DIRECTIONS FOR THIS TASK ::
The lines to find are those in the entries that hold the word "against"; copy every one of them.

DATASET EXTRACT ::

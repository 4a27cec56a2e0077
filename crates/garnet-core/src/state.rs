// Copyright 2026 the garnet authors
//
// Licensed under the Apache License, Version 2.0 (the "License");
// you may not use this file except in compliance with the License.
// You may obtain a copy of the License at
//
//     http://www.apache.org/licenses/LICENSE-2.0
//
// Unless required by applicable law or agreed to in writing, software
// distributed under the License is distributed on an "AS IS" BASIS,
// WITHOUT WARRANTIES OR CONDITIONS OF ANY KIND, either express or implied.
// See the License for the specific language governing permissions and
// limitations under the License.

//! Pipeline state descriptors.
//!
//! The blend, depth-stencil, and rasterizer descriptors are value types
//! intended to be interned: the session hands out one shared handle per
//! distinct value, which makes pointer identity a valid cache key for
//! pipeline construction. All three are therefore `Eq + Hash`, with float
//! fields compared through their bit patterns.

use crate::garnet_bitflags;
use std::hash::{Hash, Hasher};

/// The primitive topology used to interpret vertex data in a draw call.
#[derive(Debug, Clone, Copy, PartialEq, Eq, Hash, Default)]
pub enum PrimitiveTopology {
    /// Each vertex is an isolated point.
    PointList,
    /// Each pair of vertices forms a line.
    LineList,
    /// Adjacent vertices form a connected line.
    LineStrip,
    /// Each triple of vertices forms a triangle.
    #[default]
    TriangleList,
    /// Adjacent vertices form connected triangles.
    TriangleStrip,
}

/// A multiplication factor applied to a blend input.
#[derive(Debug, Clone, Copy, PartialEq, Eq, Hash)]
pub enum BlendFactor {
    /// `0`
    Zero,
    /// `1`
    One,
    /// Source color.
    SrcColor,
    /// `1 - source color`
    OneMinusSrcColor,
    /// Source alpha.
    SrcAlpha,
    /// `1 - source alpha`
    OneMinusSrcAlpha,
    /// Destination color.
    DstColor,
    /// `1 - destination color`
    OneMinusDstColor,
    /// Destination alpha.
    DstAlpha,
    /// `1 - destination alpha`
    OneMinusDstAlpha,
}

/// The operation combining the two blend inputs after factoring.
#[derive(Debug, Clone, Copy, PartialEq, Eq, Hash, Default)]
pub enum BlendOperation {
    /// `src * src_factor + dst * dst_factor`
    #[default]
    Add,
    /// `src * src_factor - dst * dst_factor`
    Subtract,
    /// `dst * dst_factor - src * src_factor`
    ReverseSubtract,
    /// `min(src, dst)`
    Min,
    /// `max(src, dst)`
    Max,
}

/// A complete blend equation for one component group (color or alpha).
#[derive(Debug, Clone, Copy, PartialEq, Eq, Hash)]
pub struct BlendComponent {
    /// Factor applied to the fragment shader output.
    pub src_factor: BlendFactor,
    /// Factor applied to the value already in the target.
    pub dst_factor: BlendFactor,
    /// Operation combining the factored inputs.
    pub operation: BlendOperation,
}

impl Default for BlendComponent {
    fn default() -> Self {
        // Straight replace.
        Self {
            src_factor: BlendFactor::One,
            dst_factor: BlendFactor::Zero,
            operation: BlendOperation::Add,
        }
    }
}

garnet_bitflags! {
    /// A mask enabling writes to individual color channels.
    pub struct ColorWrites: u8 {
        /// Write the red channel.
        const R = 0b0001;
        /// Write the green channel.
        const G = 0b0010;
        /// Write the blue channel.
        const B = 0b0100;
        /// Write the alpha channel.
        const A = 0b1000;
        /// Write all channels.
        const ALL = Self::R.bits() | Self::G.bits() | Self::B.bits() | Self::A.bits();
    }
}

/// The blend state bound for a draw, interned by the session.
#[derive(Debug, Clone, Copy, PartialEq, Eq, Hash)]
pub struct BlendStateDesc {
    /// If `false`, fragments replace the target and the equations are ignored.
    pub enabled: bool,
    /// Blend equation for the RGB components.
    pub color: BlendComponent,
    /// Blend equation for the alpha component.
    pub alpha: BlendComponent,
    /// Channel write mask.
    pub write_mask: ColorWrites,
}

impl Default for BlendStateDesc {
    fn default() -> Self {
        Self {
            enabled: false,
            color: BlendComponent::default(),
            alpha: BlendComponent::default(),
            write_mask: ColorWrites::ALL,
        }
    }
}

impl BlendStateDesc {
    /// Conventional premultiplied-alpha transparency blend.
    pub fn alpha_blend() -> Self {
        Self {
            enabled: true,
            color: BlendComponent {
                src_factor: BlendFactor::SrcAlpha,
                dst_factor: BlendFactor::OneMinusSrcAlpha,
                operation: BlendOperation::Add,
            },
            alpha: BlendComponent {
                src_factor: BlendFactor::One,
                dst_factor: BlendFactor::OneMinusSrcAlpha,
                operation: BlendOperation::Add,
            },
            write_mask: ColorWrites::ALL,
        }
    }
}

/// A comparison function used for depth and stencil tests.
#[derive(Debug, Clone, Copy, PartialEq, Eq, Hash, Default)]
pub enum CompareFunction {
    /// The test never passes.
    Never,
    /// Passes if the new value is less than the stored value.
    Less,
    /// Passes if the values are equal.
    Equal,
    /// Passes if the new value is less than or equal to the stored value.
    LessEqual,
    /// Passes if the new value is greater than the stored value.
    Greater,
    /// Passes if the values differ.
    NotEqual,
    /// Passes if the new value is greater than or equal to the stored value.
    GreaterEqual,
    /// The test always passes.
    #[default]
    Always,
}

/// The operation applied to a stencil value after a test outcome.
#[derive(Debug, Clone, Copy, PartialEq, Eq, Hash, Default)]
pub enum StencilOperation {
    /// Keep the stored value.
    #[default]
    Keep,
    /// Reset the stored value to zero.
    Zero,
    /// Replace the stored value with the reference value.
    Replace,
    /// Bitwise-invert the stored value.
    Invert,
    /// Increment, clamping at the maximum.
    IncrementClamp,
    /// Decrement, clamping at zero.
    DecrementClamp,
    /// Increment with wraparound.
    IncrementWrap,
    /// Decrement with wraparound.
    DecrementWrap,
}

/// Stencil behavior for one primitive face.
#[derive(Debug, Clone, Copy, PartialEq, Eq, Hash, Default)]
pub struct StencilFaceState {
    /// Comparison used for the stencil test.
    pub compare: CompareFunction,
    /// Applied when the stencil test fails.
    pub fail_op: StencilOperation,
    /// Applied when the stencil test passes but the depth test fails.
    pub depth_fail_op: StencilOperation,
    /// Applied when both tests pass.
    pub depth_pass_op: StencilOperation,
}

/// Depth bias applied during rasterization, used to avoid z-fighting.
#[derive(Debug, Clone, Copy, Default)]
pub struct DepthBiasState {
    /// Constant added to each fragment's depth.
    pub constant: i32,
    /// Factor scaling with the fragment's depth slope.
    pub slope_scale: f32,
    /// Upper bound on the applied bias.
    pub clamp: f32,
}

impl PartialEq for DepthBiasState {
    fn eq(&self, other: &Self) -> bool {
        self.constant == other.constant
            && self.slope_scale.to_bits() == other.slope_scale.to_bits()
            && self.clamp.to_bits() == other.clamp.to_bits()
    }
}

impl Eq for DepthBiasState {}

impl Hash for DepthBiasState {
    fn hash<H: Hasher>(&self, state: &mut H) {
        self.constant.hash(state);
        self.slope_scale.to_bits().hash(state);
        self.clamp.to_bits().hash(state);
    }
}

/// The depth/stencil state bound for a draw, interned by the session.
#[derive(Debug, Clone, Copy, PartialEq, Eq, Hash)]
pub struct DepthStencilStateDesc {
    /// If `true`, fragments are tested against the depth buffer.
    pub depth_test_enabled: bool,
    /// If `true`, passing fragments write their depth.
    pub depth_write_enabled: bool,
    /// Comparison used for the depth test.
    pub depth_compare: CompareFunction,
    /// Stencil behavior for front faces.
    pub stencil_front: StencilFaceState,
    /// Stencil behavior for back faces.
    pub stencil_back: StencilFaceState,
    /// Mask applied when reading stencil values.
    pub stencil_read_mask: u32,
    /// Mask applied when writing stencil values.
    pub stencil_write_mask: u32,
    /// Depth bias state.
    pub bias: DepthBiasState,
}

impl Default for DepthStencilStateDesc {
    fn default() -> Self {
        Self {
            depth_test_enabled: true,
            depth_write_enabled: true,
            depth_compare: CompareFunction::LessEqual,
            stencil_front: StencilFaceState::default(),
            stencil_back: StencilFaceState::default(),
            stencil_read_mask: !0,
            stencil_write_mask: !0,
            bias: DepthBiasState::default(),
        }
    }
}

/// Which primitive faces are discarded by culling.
#[derive(Debug, Clone, Copy, PartialEq, Eq, Hash)]
pub enum CullMode {
    /// Cull front-facing primitives.
    Front,
    /// Cull back-facing primitives.
    Back,
}

/// The winding order that defines a front-facing triangle.
#[derive(Debug, Clone, Copy, PartialEq, Eq, Hash, Default)]
pub enum FrontFace {
    /// Counter-clockwise winding is front-facing.
    #[default]
    Ccw,
    /// Clockwise winding is front-facing.
    Cw,
}

/// How polygons are rasterized.
#[derive(Debug, Clone, Copy, PartialEq, Eq, Hash, Default)]
pub enum PolygonMode {
    /// Filled polygons.
    #[default]
    Fill,
    /// Polygon edges only.
    Line,
}

/// The rasterizer state bound for a draw, interned by the session.
#[derive(Debug, Clone, Copy, PartialEq, Eq, Hash, Default)]
pub struct RasterizerStateDesc {
    /// Face culling mode; `None` disables culling.
    pub cull_mode: Option<CullMode>,
    /// Winding order defining the front face.
    pub front_face: FrontFace,
    /// Fill or wireframe rasterization.
    pub polygon_mode: PolygonMode,
    /// If `true`, depth values are clamped instead of clipped.
    pub depth_clamp: bool,
}

/// The viewport transform applied to clip-space output.
#[derive(Debug, Clone, Copy, PartialEq)]
pub struct Viewport {
    /// Left edge in pixels.
    pub x: f32,
    /// Top edge in pixels.
    pub y: f32,
    /// Width in pixels.
    pub width: f32,
    /// Height in pixels.
    pub height: f32,
    /// Minimum depth range value.
    pub min_depth: f32,
    /// Maximum depth range value.
    pub max_depth: f32,
}

impl Viewport {
    /// A full-target viewport with the standard `[0, 1]` depth range.
    pub fn of_extent(width: u32, height: u32) -> Self {
        Self {
            x: 0.0,
            y: 0.0,
            width: width as f32,
            height: height as f32,
            min_depth: 0.0,
            max_depth: 1.0,
        }
    }
}

/// The scissor rectangle limiting fragment output.
#[derive(Debug, Clone, Copy, PartialEq, Eq, Hash)]
pub struct ScissorRect {
    /// Left edge in pixels.
    pub x: i32,
    /// Top edge in pixels.
    pub y: i32,
    /// Width in pixels.
    pub width: u32,
    /// Height in pixels.
    pub height: u32,
}

impl ScissorRect {
    /// A scissor covering a full target of the given extent.
    pub const fn of_extent(width: u32, height: u32) -> Self {
        Self {
            x: 0,
            y: 0,
            width,
            height,
        }
    }
}

/// A value an attachment is cleared to at render pass begin.
#[derive(Debug, Clone, Copy, PartialEq)]
pub enum ClearValue {
    /// Clear color as linear RGBA.
    Color([f32; 4]),
    /// Clear depth and stencil values.
    DepthStencil {
        /// Depth clear value.
        depth: f32,
        /// Stencil clear value.
        stencil: u32,
    },
}

#[cfg(test)]
mod tests {
    use super::*;
    use std::collections::hash_map::DefaultHasher;
    use std::hash::{Hash, Hasher};

    fn hash_of<T: Hash>(value: &T) -> u64 {
        let mut hasher = DefaultHasher::new();
        value.hash(&mut hasher);
        hasher.finish()
    }

    #[test]
    fn blend_state_value_semantics() {
        assert_eq!(BlendStateDesc::default(), BlendStateDesc::default());
        assert_ne!(BlendStateDesc::default(), BlendStateDesc::alpha_blend());
        assert_eq!(
            hash_of(&BlendStateDesc::alpha_blend()),
            hash_of(&BlendStateDesc::alpha_blend())
        );
    }

    #[test]
    fn depth_bias_float_bits_equality() {
        let a = DepthBiasState {
            constant: 1,
            slope_scale: 0.5,
            clamp: 0.0,
        };
        let b = DepthBiasState {
            constant: 1,
            slope_scale: 0.5,
            clamp: 0.0,
        };
        assert_eq!(a, b);
        assert_eq!(hash_of(&a), hash_of(&b));

        let c = DepthBiasState {
            slope_scale: 0.25,
            ..a
        };
        assert_ne!(a, c);
    }

    #[test]
    fn scissor_of_extent() {
        let rect = ScissorRect::of_extent(1920, 1080);
        assert_eq!(rect.x, 0);
        assert_eq!(rect.width, 1920);
        assert_eq!(rect.height, 1080);
    }
}
// Copyright 2026 the garnet authors
//
// Licensed under the Apache License, Version 2.0 (the "License");
// you may not use this file except in compliance with the License.
// You may obtain a copy of the License at
//
//     http://www.apache.org/licenses/LICENSE-2.0
//
// Unless required by applicable law or agreed to in writing, software
// distributed under the License is distributed on an "AS IS" BASIS,
// WITHOUT WARRANTIES OR CONDITIONS OF ANY KIND, either express or implied.
// See the License for the specific language governing permissions and
// limitations under the License.

//! The raw device contract.
//!
//! [`RawDevice`] is the boundary to the explicit low-level graphics API:
//! manual device memory, fences, primary/secondary command buffers,
//! descriptors, render passes, and pipelines. Everything above it
//! (allocation, frame lifetimes, command recording, caching) lives in the
//! `garnet-gfx` implementation layer and is backend-agnostic.
//!
//! Handles are opaque ID newtypes. The device owns the objects behind
//! them; the upper layer is responsible for not destroying an object the
//! GPU may still read, which it guarantees through frame fences and
//! reference counting.

use crate::binding::ResourceSetLayoutDesc;
use crate::error::{AllocationError, DeviceError};
use crate::format::{IndexFormat, TextureFormat};
use crate::image::{BufferImageCopy, ImageBlit, ImageDescriptor, SamplerDesc};
use crate::memory::{BufferUsage, MemoryRequirements, MemoryType};
use crate::state::{
    BlendStateDesc, ClearValue, DepthStencilStateDesc, PrimitiveTopology, RasterizerStateDesc,
    ScissorRect, Viewport,
};
use crate::vertex::VertexLayout;
use std::borrow::Cow;
use std::fmt::Debug;

macro_rules! raw_id {
    ($(#[$attr:meta])* $name:ident) => {
        $(#[$attr])*
        #[derive(Debug, Clone, Copy, PartialEq, Eq, Hash, PartialOrd, Ord)]
        pub struct $name(pub u64);
    };
}

raw_id!(
    /// An opaque handle to one device memory allocation.
    RawMemoryId
);
raw_id!(
    /// An opaque handle to a raw buffer object (unbound until
    /// [`RawDevice::bind_buffer_memory`]).
    RawBufferId
);
raw_id!(
    /// An opaque handle to a raw image object.
    RawImageId
);
raw_id!(
    /// An opaque handle to a sampler.
    RawSamplerId
);
raw_id!(
    /// An opaque handle to a fence.
    RawFenceId
);
raw_id!(
    /// An opaque handle to a command buffer.
    RawCommandBufferId
);
raw_id!(
    /// An opaque handle to a descriptor layout.
    RawDescriptorLayoutId
);
raw_id!(
    /// An opaque handle to one native descriptor object.
    RawDescriptorId
);
raw_id!(
    /// An opaque handle to a render pass object.
    RawRenderPassId
);
raw_id!(
    /// An opaque handle to a framebuffer object.
    RawFramebufferId
);
raw_id!(
    /// An opaque handle to a compiled shader program, supplied by the
    /// shader subsystem. Pipelines derive from programs.
    RawProgramId
);
raw_id!(
    /// An opaque handle to a compiled pipeline state object.
    RawPipelineId
);

/// The nesting level of a command buffer.
#[derive(Debug, Clone, Copy, PartialEq, Eq, Hash)]
pub enum CommandBufferLevel {
    /// Submitted directly to a queue.
    Primary,
    /// Executed from within a primary buffer.
    Secondary,
}

/// What happens to an attachment's contents when a pass begins.
#[derive(Debug, Clone, Copy, PartialEq, Eq, Hash)]
pub enum LoadOp {
    /// Preserve the existing contents.
    Load,
    /// Clear to the value supplied at pass begin.
    Clear,
    /// Contents are undefined; cheapest when fully overwritten.
    DontCare,
}

/// What happens to an attachment's contents when a pass ends.
#[derive(Debug, Clone, Copy, PartialEq, Eq, Hash)]
pub enum StoreOp {
    /// Write results to memory.
    Store,
    /// Discard results.
    Discard,
}

/// One attachment of a render pass.
#[derive(Debug, Clone, Copy, PartialEq, Eq, Hash)]
pub struct AttachmentDesc {
    /// Texel format of the attachment.
    pub format: TextureFormat,
    /// Multisample count.
    pub samples: u32,
    /// Load behavior at pass begin.
    pub load: LoadOp,
    /// Store behavior at pass end.
    pub store: StoreOp,
}

/// A descriptor used to create a render pass.
#[derive(Debug, Clone, PartialEq, Eq, Hash)]
pub struct RenderPassDesc {
    /// Color attachments in slot order.
    pub colors: Vec<AttachmentDesc>,
    /// Optional depth/stencil attachment.
    pub depth: Option<AttachmentDesc>,
}

/// A descriptor used to create a framebuffer for a compatible pass.
#[derive(Debug, Clone, PartialEq, Eq)]
pub struct FramebufferDesc {
    /// The pass this framebuffer is created against.
    pub pass: RawRenderPassId,
    /// Bound images: colors in slot order, then depth if present.
    pub attachments: Vec<RawImageId>,
    /// Width in pixels.
    pub width: u32,
    /// Height in pixels.
    pub height: u32,
}

/// A descriptor used to compile a pipeline state object.
#[derive(Debug, Clone)]
pub struct PipelineDesc {
    /// Optional debug label.
    pub label: Option<Cow<'static, str>>,
    /// The shader program the pipeline executes.
    pub program: RawProgramId,
    /// A pass the pipeline will be compatible with.
    pub pass: RawRenderPassId,
    /// Primitive topology.
    pub topology: PrimitiveTopology,
    /// Vertex input layout.
    pub vertex_layout: VertexLayout,
    /// Blend state.
    pub blend: BlendStateDesc,
    /// Depth/stencil state.
    pub depth_stencil: DepthStencilStateDesc,
    /// Rasterizer state.
    pub rasterizer: RasterizerStateDesc,
    /// If set, create this pipeline as a derivative of `base`, which is
    /// faster and hints the driver that the two share structure.
    pub base: Option<RawPipelineId>,
}

/// The value written into one descriptor slot.
#[derive(Debug, Clone, Copy, PartialEq, Eq)]
pub enum DescriptorBindingDesc {
    /// A uniform buffer range.
    UniformBuffer {
        /// The raw buffer.
        buffer: RawBufferId,
        /// Byte offset of the bound range.
        offset: u64,
        /// Byte length of the bound range.
        range: u64,
    },
    /// A sampled image, sampled with a separately bound sampler.
    SampledTexture {
        /// The raw image.
        image: RawImageId,
    },
    /// A standalone sampler.
    Sampler {
        /// The sampler.
        sampler: RawSamplerId,
    },
    /// A sampled image paired with its sampler in one slot.
    CombinedTextureSampler {
        /// The raw image.
        image: RawImageId,
        /// The sampler.
        sampler: RawSamplerId,
    },
}

/// Static limits of a device, queried once at session creation.
#[derive(Debug, Clone, Copy, PartialEq, Eq)]
pub struct DeviceLimits {
    /// Required alignment of uniform-buffer offsets bound in descriptors.
    pub min_uniform_offset_alignment: u64,
}

impl Default for DeviceLimits {
    fn default() -> Self {
        Self {
            min_uniform_offset_alignment: 256,
        }
    }
}

/// One slot update applied by [`RawDevice::update_descriptor`].
#[derive(Debug, Clone, Copy, PartialEq, Eq)]
pub struct DescriptorWrite {
    /// The slot index within the descriptor.
    pub slot: u32,
    /// The value written.
    pub binding: DescriptorBindingDesc,
}

/// The explicit low-level graphics device.
///
/// Implementations translate these calls into a concrete driver API. The
/// upper layer serializes all mutation onto the thread driving frame
/// progression; implementations may assume calls do not race for the same
/// object but must tolerate concurrent calls for distinct objects.
pub trait RawDevice: Send + Sync + Debug + 'static {
    // --- Device memory ---

    /// The device's ordered memory type list. Ordering is part of the
    /// contract: earlier entries are preferred on ties, so the best and
    /// most restrictive types come first.
    fn memory_types(&self) -> Vec<MemoryType>;

    /// The device's static limits. Constant for the device's lifetime.
    fn limits(&self) -> DeviceLimits;

    /// Allocates one block of device memory from the given type index.
    fn allocate_memory(
        &self,
        memory_type: u32,
        size: u64,
    ) -> Result<RawMemoryId, AllocationError>;

    /// Releases a device memory allocation.
    fn free_memory(&self, memory: RawMemoryId);

    /// Writes bytes into host-visible memory at the given offset.
    fn write_memory(
        &self,
        memory: RawMemoryId,
        offset: u64,
        data: &[u8],
    ) -> Result<(), DeviceError>;

    // --- Buffers and images ---

    /// Creates an unbound buffer object.
    fn create_buffer(
        &self,
        size: u64,
        usage: BufferUsage,
        label: Option<&str>,
    ) -> Result<RawBufferId, DeviceError>;

    /// Reports the memory placement constraints of a buffer.
    fn buffer_requirements(&self, buffer: RawBufferId) -> MemoryRequirements;

    /// Binds a buffer to device memory at an offset.
    fn bind_buffer_memory(
        &self,
        buffer: RawBufferId,
        memory: RawMemoryId,
        offset: u64,
    ) -> Result<(), DeviceError>;

    /// Destroys a buffer object. The backing memory is released
    /// separately by the allocator.
    fn destroy_buffer(&self, buffer: RawBufferId);

    /// Creates an unbound image object.
    fn create_image(&self, descriptor: &ImageDescriptor) -> Result<RawImageId, DeviceError>;

    /// Reports the memory placement constraints of an image.
    fn image_requirements(&self, image: RawImageId) -> MemoryRequirements;

    /// Binds an image to device memory at an offset.
    fn bind_image_memory(
        &self,
        image: RawImageId,
        memory: RawMemoryId,
        offset: u64,
    ) -> Result<(), DeviceError>;

    /// Destroys an image object.
    fn destroy_image(&self, image: RawImageId);

    /// Creates a sampler.
    fn create_sampler(&self, descriptor: &SamplerDesc) -> Result<RawSamplerId, DeviceError>;

    /// Destroys a sampler.
    fn destroy_sampler(&self, sampler: RawSamplerId);

    // --- Fences ---

    /// Creates a fence, optionally already signalled.
    fn create_fence(&self, signalled: bool) -> RawFenceId;

    /// Polls a fence without blocking.
    fn fence_signalled(&self, fence: RawFenceId) -> bool;

    /// Blocks until a fence signals or the timeout elapses. A timeout is
    /// a [`DeviceError::FenceTimeout`], which the upper layer treats as a
    /// lost device.
    fn wait_fence(&self, fence: RawFenceId, timeout_ms: u64) -> Result<(), DeviceError>;

    /// Destroys a fence.
    fn destroy_fence(&self, fence: RawFenceId);

    // --- Command buffers ---

    /// Creates a command buffer of the given level.
    fn create_command_buffer(
        &self,
        level: CommandBufferLevel,
    ) -> Result<RawCommandBufferId, DeviceError>;

    /// Begins recording, resetting any previous contents.
    fn begin_command_buffer(&self, cb: RawCommandBufferId) -> Result<(), DeviceError>;

    /// Ends recording.
    fn end_command_buffer(&self, cb: RawCommandBufferId) -> Result<(), DeviceError>;

    /// Frees a command buffer.
    fn free_command_buffer(&self, cb: RawCommandBufferId);

    // --- Recording ---

    /// Begins a render pass on a primary command buffer.
    fn cmd_begin_pass(
        &self,
        cb: RawCommandBufferId,
        pass: RawRenderPassId,
        framebuffer: RawFramebufferId,
        clear_values: &[ClearValue],
    );

    /// Ends the current render pass.
    fn cmd_end_pass(&self, cb: RawCommandBufferId);

    /// Binds a pipeline state object.
    fn cmd_bind_pipeline(&self, cb: RawCommandBufferId, pipeline: RawPipelineId);

    /// Binds a descriptor at a set slot.
    fn cmd_bind_descriptor(&self, cb: RawCommandBufferId, slot: u32, descriptor: RawDescriptorId);

    /// Sets the viewport.
    fn cmd_set_viewport(&self, cb: RawCommandBufferId, viewport: Viewport);

    /// Sets the scissor rectangle.
    fn cmd_set_scissor(&self, cb: RawCommandBufferId, scissor: ScissorRect);

    /// Binds a vertex buffer at binding slot zero.
    fn cmd_bind_vertex_buffer(&self, cb: RawCommandBufferId, buffer: RawBufferId, offset: u64);

    /// Binds an index buffer.
    fn cmd_bind_index_buffer(
        &self,
        cb: RawCommandBufferId,
        buffer: RawBufferId,
        offset: u64,
        format: IndexFormat,
    );

    /// Records a non-indexed draw.
    fn cmd_draw(&self, cb: RawCommandBufferId, vertex_count: u32, first_vertex: u32);

    /// Records an indexed draw.
    fn cmd_draw_indexed(
        &self,
        cb: RawCommandBufferId,
        index_count: u32,
        first_index: u32,
        vertex_offset: i32,
    );

    /// Executes a recorded secondary buffer from a primary buffer.
    fn cmd_execute_commands(&self, cb: RawCommandBufferId, secondary: RawCommandBufferId);

    /// Records a buffer-to-buffer copy.
    fn cmd_copy_buffer(
        &self,
        cb: RawCommandBufferId,
        src: RawBufferId,
        src_offset: u64,
        dst: RawBufferId,
        dst_offset: u64,
        size: u64,
    );

    /// Records a buffer-to-image copy.
    fn cmd_copy_buffer_to_image(
        &self,
        cb: RawCommandBufferId,
        src: RawBufferId,
        dst: RawImageId,
        region: &BufferImageCopy,
    );

    /// Records a blit between two mip levels of one image.
    fn cmd_blit_image(&self, cb: RawCommandBufferId, image: RawImageId, blit: &ImageBlit);

    // --- Descriptors ---

    /// Creates a descriptor layout from a slot description.
    fn create_descriptor_layout(
        &self,
        descriptor: &ResourceSetLayoutDesc,
    ) -> Result<RawDescriptorLayoutId, DeviceError>;

    /// Destroys a descriptor layout.
    fn destroy_descriptor_layout(&self, layout: RawDescriptorLayoutId);

    /// Allocates one native descriptor object of a layout.
    fn allocate_descriptor(
        &self,
        layout: RawDescriptorLayoutId,
    ) -> Result<RawDescriptorId, DeviceError>;

    /// Writes slot bindings into a descriptor. Undefined behavior on a
    /// real driver if the descriptor is concurrently read by the GPU; the
    /// upper layer's copy-on-write scheme prevents that.
    fn update_descriptor(&self, descriptor: RawDescriptorId, writes: &[DescriptorWrite]);

    /// Copies the given slots from one descriptor to another of the same
    /// layout.
    fn copy_descriptor(&self, src: RawDescriptorId, dst: RawDescriptorId, slots: &[u32]);

    /// Frees a native descriptor object.
    fn free_descriptor(&self, descriptor: RawDescriptorId);

    // --- Passes, framebuffers, pipelines ---

    /// Creates a render pass object.
    fn create_render_pass(&self, descriptor: &RenderPassDesc)
        -> Result<RawRenderPassId, DeviceError>;

    /// Destroys a render pass object.
    fn destroy_render_pass(&self, pass: RawRenderPassId);

    /// Creates a framebuffer binding images to a compatible pass.
    fn create_framebuffer(
        &self,
        descriptor: &FramebufferDesc,
    ) -> Result<RawFramebufferId, DeviceError>;

    /// Destroys a framebuffer.
    fn destroy_framebuffer(&self, framebuffer: RawFramebufferId);

    /// Registers a compiled shader program and returns its handle.
    fn create_program(&self, label: Option<&str>) -> RawProgramId;

    /// Compiles a pipeline state object, optionally derived from a base.
    fn create_pipeline(&self, descriptor: &PipelineDesc) -> Result<RawPipelineId, DeviceError>;

    /// Destroys a pipeline state object.
    fn destroy_pipeline(&self, pipeline: RawPipelineId);

    // --- Submission ---

    /// Submits a recorded primary buffer to the device queue, optionally
    /// signalling a fence on completion. Submission order on the single
    /// queue equals call order.
    fn submit(
        &self,
        cb: RawCommandBufferId,
        fence: Option<RawFenceId>,
    ) -> Result<(), DeviceError>;

    /// Blocks until the device is idle. Used at shutdown.
    fn wait_idle(&self) -> Result<(), DeviceError>;
}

SOLUTION ::
    /// If `true`, fragments are tested against the depth buffer.
    /// The pass this framebuffer is created against.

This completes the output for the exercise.